**Aim of the exercise**
Keeping every word in place, write out the entries that come next.

Provided material Start Marker

use std::collections::{HashMap, VecDeque};

/// Bounded map keyed by video id with least-recently-inserted eviction.
///
/// Overwriting an existing key keeps its original position; reads never
/// reorder entries.
#[derive(Debug, Clone)]
pub struct BoundedCache<V> {
    capacity: usize,
    order: VecDeque<String>,
    entries: HashMap<String, V>,
}

impl<V> BoundedCache<V> {
    pub fn new(capacity: usize) -> Self {
        Self {
            capacity,
            order: VecDeque::with_capacity(capacity + 1),
            entries: HashMap::with_capacity(capacity + 1),
        }
    }

    pub fn get(&self, key: &str) -> Option<&V> {
        self.entries.get(key)
    }

    pub fn contains(&self, key: &str) -> bool {
        self.entries.contains_key(key)
    }

    /// Insert or overwrite `key`, evicting the oldest other entry once over capacity
    pub fn insert(&mut self, key: impl Into<String>, value: V) {
        let key = key.into();
        if self.entries.insert(key.clone(), value).is_none() {
            self.order.push_back(key.clone());
        }

        if self.entries.len() > self.capacity {
            if let Some(oldest) = self.order.front().cloned() {
                if oldest != key {
                    self.order.pop_front();
                    self.entries.remove(&oldest);
                    tracing::trace!("Evicted cache entry for {}", oldest);
                }
            }
        }
    }

    pub fn len(&self) -> usize {
        self.entries.len()
    }

    pub fn is_empty(&self) -> bool {
        self.entries.is_empty()
    }

    /// Keys from oldest to newest insertion
    pub fn keys(&self) -> impl Iterator<Item = &str> {
        self.order.iter().map(String::as_str)
    }
}
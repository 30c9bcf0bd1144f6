//! Turn raw endpoint payloads into [`TranscriptLine`](crate::engine::TranscriptLine)s.
//!
//! `captions` handles timed-caption bodies (JSON events or legacy XML),
//! `renderer` handles the structured transcript endpoint and the request
//! params embedded in page state.

pub mod captions;
pub mod renderer;

pub use captions::{parse_caption_body, strip_guard};
pub use renderer::{
    extract_param_from_markup, find_transcript_param, parse_transcript_response, ParsedTranscript,
};

use serde_json::Value;

/// Follow `path` through nested objects
pub(crate) fn field<'a>(value: &'a Value, path: &[&str]) -> Option<&'a Value> {
    path.iter().try_fold(value, |current, key| current.get(*key))
        .filter(|found| !found.is_null())
}

/// First path in `paths` that resolves to a non-null value
pub(crate) fn first_field<'a>(value: &'a Value, paths: &[&[&str]]) -> Option<&'a Value> {
    paths.iter().find_map(|path| field(value, path))
}

/// Read a number that may be encoded as a JSON number or a numeric string
pub(crate) fn as_number(value: &Value) -> Option<f64> {
    let number = match value {
        Value::Number(n) => n.as_f64(),
        Value::String(s) if s.trim().is_empty() => Some(0.0),
        Value::String(s) => s.trim().parse::<f64>().ok(),
        _ => None,
    };
    number.filter(|n| n.is_finite())
}
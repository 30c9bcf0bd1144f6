use async_trait::async_trait;

pub mod panel;
pub mod structured;
pub mod timedtext;

pub use panel::RenderedPanelStrategy;
pub use structured::StructuredEndpointStrategy;
pub use timedtext::{CaptionTrackDescriptor, TimedTextStrategy};

use crate::engine::{EngineContext, TranscriptLine};
use crate::TranscriptError;

/// One way of getting transcript lines for a video.
///
/// Strategies never fail: every endpoint or parse problem is logged and turned
/// into `None` (or an empty list) so the engine can move on to the next one.
#[async_trait]
pub trait TranscriptStrategy: Send + Sync {
    /// Short name used in logs
    fn name(&self) -> &'static str;

    /// One-line description for listings
    fn description(&self) -> &'static str;

    /// Fetch the lines of `video_id`, in source order
    async fn fetch_lines(&self, ctx: &EngineContext, video_id: &str) -> Option<Vec<TranscriptLine>>;
}

/// Strategies in the order the engine tries them
pub fn default_strategies() -> Vec<Box<dyn TranscriptStrategy>> {
    vec![
        Box::new(StructuredEndpointStrategy::new()),
        Box::new(TimedTextStrategy::new()),
        Box::new(RenderedPanelStrategy::new()),
    ]
}

/// Log a swallowed failure: expected network and parse problems at debug level,
/// anything else as a warning.
pub(crate) fn log_failure(what: &str, err: &anyhow::Error) {
    let expected = err
        .downcast_ref::<TranscriptError>()
        .map(TranscriptError::is_diagnostic)
        .unwrap_or(false)
        || err.downcast_ref::<reqwest::Error>().is_some();

    if expected {
        tracing::debug!("{}: {}", what, err);
    } else {
        tracing::warn!("{}: {:#}", what, err);
    }
}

Provided material End Marker

**Response area**
use std::collections::{HashMap, VecDeque};

/// Bounded map keyed by video id with least-recently-inserted eviction.
///
/// Overwriting an existing key keeps its original position; reads never
/// reorder entries.
#[derive(Debug, Clone)]
pub struct BoundedCache<V> {
    capacity: usize,
    order: VecDeque<String>,
    entries: HashMap<String, V>,
}

impl<V> BoundedCache<V> {
    pub fn new(capacity: usize) -> Self {
        Self {
            capacity,
            order: VecDeque::with_capacity(capacity + 1),
            entries: HashMap::with_capacity(capacity + 1),
        }
    }

    pub fn get(&self, key: &str) -> Option<&V> {
        self.entries.get(key)
    }

    pub fn contains(&self, key: &str) -> bool {
        self.entries.contains_key(key)
    }

    /// Insert or overwrite `key`, evicting the oldest other entry once over capacity
    pub fn insert(&mut self, key: impl Into<String>, value: V) {
        let key = key.into();
        if self.entries.insert(key.clone(), value).is_none() {
            self.order.push_back(key.clone());
        }

        if self.entries.len() > self.capacity {
            if let Some(oldest) = self.order.front().cloned() {
                if oldest != key {
                    self.order.pop_front();
                    self.entries.remove(&oldest);
                    tracing::trace!("Evicted cache entry for {}", oldest);
                }
            }
        }
    }

    pub fn len(&self) -> usize {
        self.entries.len()
    }

    pub fn is_empty(&self) -> bool {
        self.entries.is_empty()
    }

    /// Keys from oldest to newest insertion
    pub fn keys(&self) -> impl Iterator<Item = &str> {
        self.order.iter().map(String::as_str)
    }
}
repository 30c9bcf0bd1144f6
//! Turn raw endpoint payloads into [`TranscriptLine`](crate::engine::TranscriptLine)s.
//!
//! `captions` handles timed-caption bodies (JSON events or legacy XML),
//! `renderer` handles the structured transcript endpoint and the request
//! params embedded in page state.

pub mod captions;
pub mod renderer;

pub use captions::{parse_caption_body, strip_guard};
pub use renderer::{
    extract_param_from_markup, find_transcript_param, parse_transcript_response, ParsedTranscript,
};

use serde_json::Value;

/// Follow `path` through nested objects
pub(crate) fn field<'a>(value: &'a Value, path: &[&str]) -> Option<&'a Value> {
    path.iter().try_fold(value, |current, key| current.get(*key))
        .filter(|found| !found.is_null())
}

/// First path in `paths` that resolves to a non-null value
pub(crate) fn first_field<'a>(value: &'a Value, paths: &[&[&str]]) -> Option<&'a Value> {
    paths.iter().find_map(|path| field(value, path))
}

/// Read a number that may be encoded as a JSON number or a numeric string
pub(crate) fn as_number(value: &Value) -> Option<f64> {
    let number = match value {
        Value::Number(n) => n.as_f64(),
        Value::String(s) if s.trim().is_empty() => Some(0.0),
        Value::String(s) => s.trim().parse::<f64>().ok(),
        _ => None,
    };
    number.filter(|n| n.is_finite())
}
repository 30c9bcf0bd1144f6
use async_trait::async_trait;

pub mod panel;
pub mod structured;
pub mod timedtext;

pub use panel::RenderedPanelStrategy;
pub use structured::StructuredEndpointStrategy;
pub use timedtext::{CaptionTrackDescriptor, TimedTextStrategy};

use crate::engine::{EngineContext, TranscriptLine};
use crate::TranscriptError;

/// One way of getting transcript lines for a video.
///
/// Strategies never fail: every endpoint or parse problem is logged and turned
/// into `None` (or an empty list) so the engine can move on to the next one.
#[async_trait]
pub trait TranscriptStrategy: Send + Sync {
    /// Short name used in logs
    fn name(&self) -> &'static str;

    /// One-line description for listings
    fn description(&self) -> &'static str;

    /// Fetch the lines of `video_id`, in source order
    async fn fetch_lines(&self, ctx: &EngineContext, video_id: &str) -> Option<Vec<TranscriptLine>>;
}

/// Strategies in the order the engine tries them
pub fn default_strategies() -> Vec<Box<dyn TranscriptStrategy>> {
    vec![
        Box::new(StructuredEndpointStrategy::new()),
        Box::new(TimedTextStrategy::new()),
        Box::new(RenderedPanelStrategy::new()),
    ]
}

/// Log a swallowed failure: expected network and parse problems at debug level,
/// anything else as a warning.
pub(crate) fn log_failure(what: &str, err: &anyhow::Error) {
    let expected = err
        .downcast_ref::<TranscriptError>()
        .map(TranscriptError::is_diagnostic)
        .unwrap_or(false)
        || err.downcast_ref::<reqwest::Error>().is_some();

    if expected {
        tracing::debug!("{}: {}", what, err);
    } else {
        tracing::warn!("{}: {:#}", what, err);
    }
}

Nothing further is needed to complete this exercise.